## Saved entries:
--- START ---
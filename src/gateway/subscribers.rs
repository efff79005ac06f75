// SPDX-FileCopyrightText: 2025 Joost van der Laan <joost@fashionunited.com>
//
// SPDX-License-Identifier: AGPL-3.0-only

use std::sync::Arc;

use dashmap::DashMap;
use serde::Serialize;
use tokio::sync::mpsc::{self, error::TrySendError};
use uuid::Uuid;

use super::jobs::JobStatus;

/// Events buffered per subscriber before new ones are dropped for it
const SUBSCRIBER_BUFFER: usize = 32;

/// Live event pushed to connected clients when a job completes
#[derive(Debug, Clone, PartialEq, Serialize)]
#[serde(rename_all = "camelCase")]
pub struct JobEvent {
    pub job_id: String,
    pub status: JobStatus,
    pub result_image_id: i64,
    pub download_location: String,
}

/// Currently connected live-event subscribers
#[derive(Debug, Clone, Default)]
pub struct SubscriberSet {
    senders: Arc<DashMap<Uuid, mpsc::Sender<JobEvent>>>,
}

impl SubscriberSet {
    pub fn new() -> Self {
        Self::default()
    }

    pub fn subscribe(&self) -> Subscription {
        let id = Uuid::new_v4();
        let (tx, rx) = mpsc::channel(SUBSCRIBER_BUFFER);
        self.senders.insert(id, tx);
        tracing::debug!(subscriber = %id, "Subscriber connected");

        Subscription {
            id,
            receiver: rx,
            set: self.clone(),
        }
    }

    pub fn len(&self) -> usize {
        self.senders.len()
    }

    pub fn is_empty(&self) -> bool {
        self.senders.is_empty()
    }

    fn unsubscribe(&self, id: &Uuid) {
        if self.senders.remove(id).is_some() {
            tracing::debug!(subscriber = %id, "Subscriber disconnected");
        }
    }

    /// Deliver to a snapshot of the set; returns how many accepted the event.
    ///
    /// A full subscriber misses this event. A closed one is removed.
    pub fn broadcast(&self, event: &JobEvent) -> usize {
        let snapshot: Vec<(Uuid, mpsc::Sender<JobEvent>)> = self
            .senders
            .iter()
            .map(|entry| (*entry.key(), entry.value().clone()))
            .collect();

        let mut delivered = 0;
        for (id, sender) in snapshot {
            match sender.try_send(event.clone()) {
                Ok(()) => delivered += 1,
                Err(TrySendError::Full(_)) => {
                    tracing::warn!(subscriber = %id, job_id = %event.job_id, "Subscriber lagging, event dropped");
                }
                Err(TrySendError::Closed(_)) => self.unsubscribe(&id),
            }
        }
        delivered
    }
}

/// Receiving end of one subscriber; leaves the set when dropped
#[derive(Debug)]
pub struct Subscription {
    id: Uuid,
    receiver: mpsc::Receiver<JobEvent>,
    set: SubscriberSet,
}

impl Subscription {
    pub fn id(&self) -> Uuid {
        self.id
    }

    pub async fn recv(&mut self) -> Option<JobEvent> {
        self.receiver.recv().await
    }
}

impl Drop for Subscription {
    fn drop(&mut self) {
        self.set.unsubscribe(&self.id);
    }
}

#[cfg(test)]
mod tests {
    use super::*;

    fn event(job_id: &str) -> JobEvent {
        JobEvent {
            job_id: job_id.to_string(),
            status: JobStatus::Done,
            result_image_id: 5,
            download_location: "http://c06:3000/images/5".to_string(),
        }
    }

    #[tokio::test]
    async fn test_broadcast_reaches_every_subscriber() {
        let set = SubscriberSet::new();
        let mut first = set.subscribe();
        let mut second = set.subscribe();

        assert_eq!(set.broadcast(&event("job-1")), 2);
        assert_eq!(first.recv().await.unwrap().job_id, "job-1");
        assert_eq!(second.recv().await.unwrap().job_id, "job-1");
    }

    #[tokio::test]
    async fn test_dropped_subscription_leaves_set() {
        let set = SubscriberSet::new();
        let subscription = set.subscribe();
        assert_eq!(set.len(), 1);

        drop(subscription);
        assert!(set.is_empty());
        assert_eq!(set.broadcast(&event("job-1")), 0);
    }

    #[tokio::test]
    async fn test_lagging_subscriber_does_not_block_others() {
        let set = SubscriberSet::new();
        let _slow = set.subscribe();
        let mut fast = set.subscribe();

        for i in 0..SUBSCRIBER_BUFFER {
            set.broadcast(&event(&format!("job-{}", i)));
            fast.recv().await.unwrap();
        }

        // slow is full now, fast still gets the next one
        assert_eq!(set.broadcast(&event("late")), 1);
        assert_eq!(fast.recv().await.unwrap().job_id, "late");
        assert_eq!(set.len(), 2);
    }

    #[test]
    fn test_event_serialization() {
        let json = serde_json::to_value(event("job-9")).unwrap();
        assert_eq!(json["jobId"], "job-9");
        assert_eq!(json["status"], "DONE");
        assert_eq!(json["resultImageId"], 5);
        assert_eq!(json["downloadLocation"], "http://c06:3000/images/5");
    }
}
--- END ---
## Task directions:
Every line above in which the word "delivered" is present must be copied into the answer.

## Result of the task:
        let mut delivered = 0;
                Ok(()) => delivered += 1,
        delivered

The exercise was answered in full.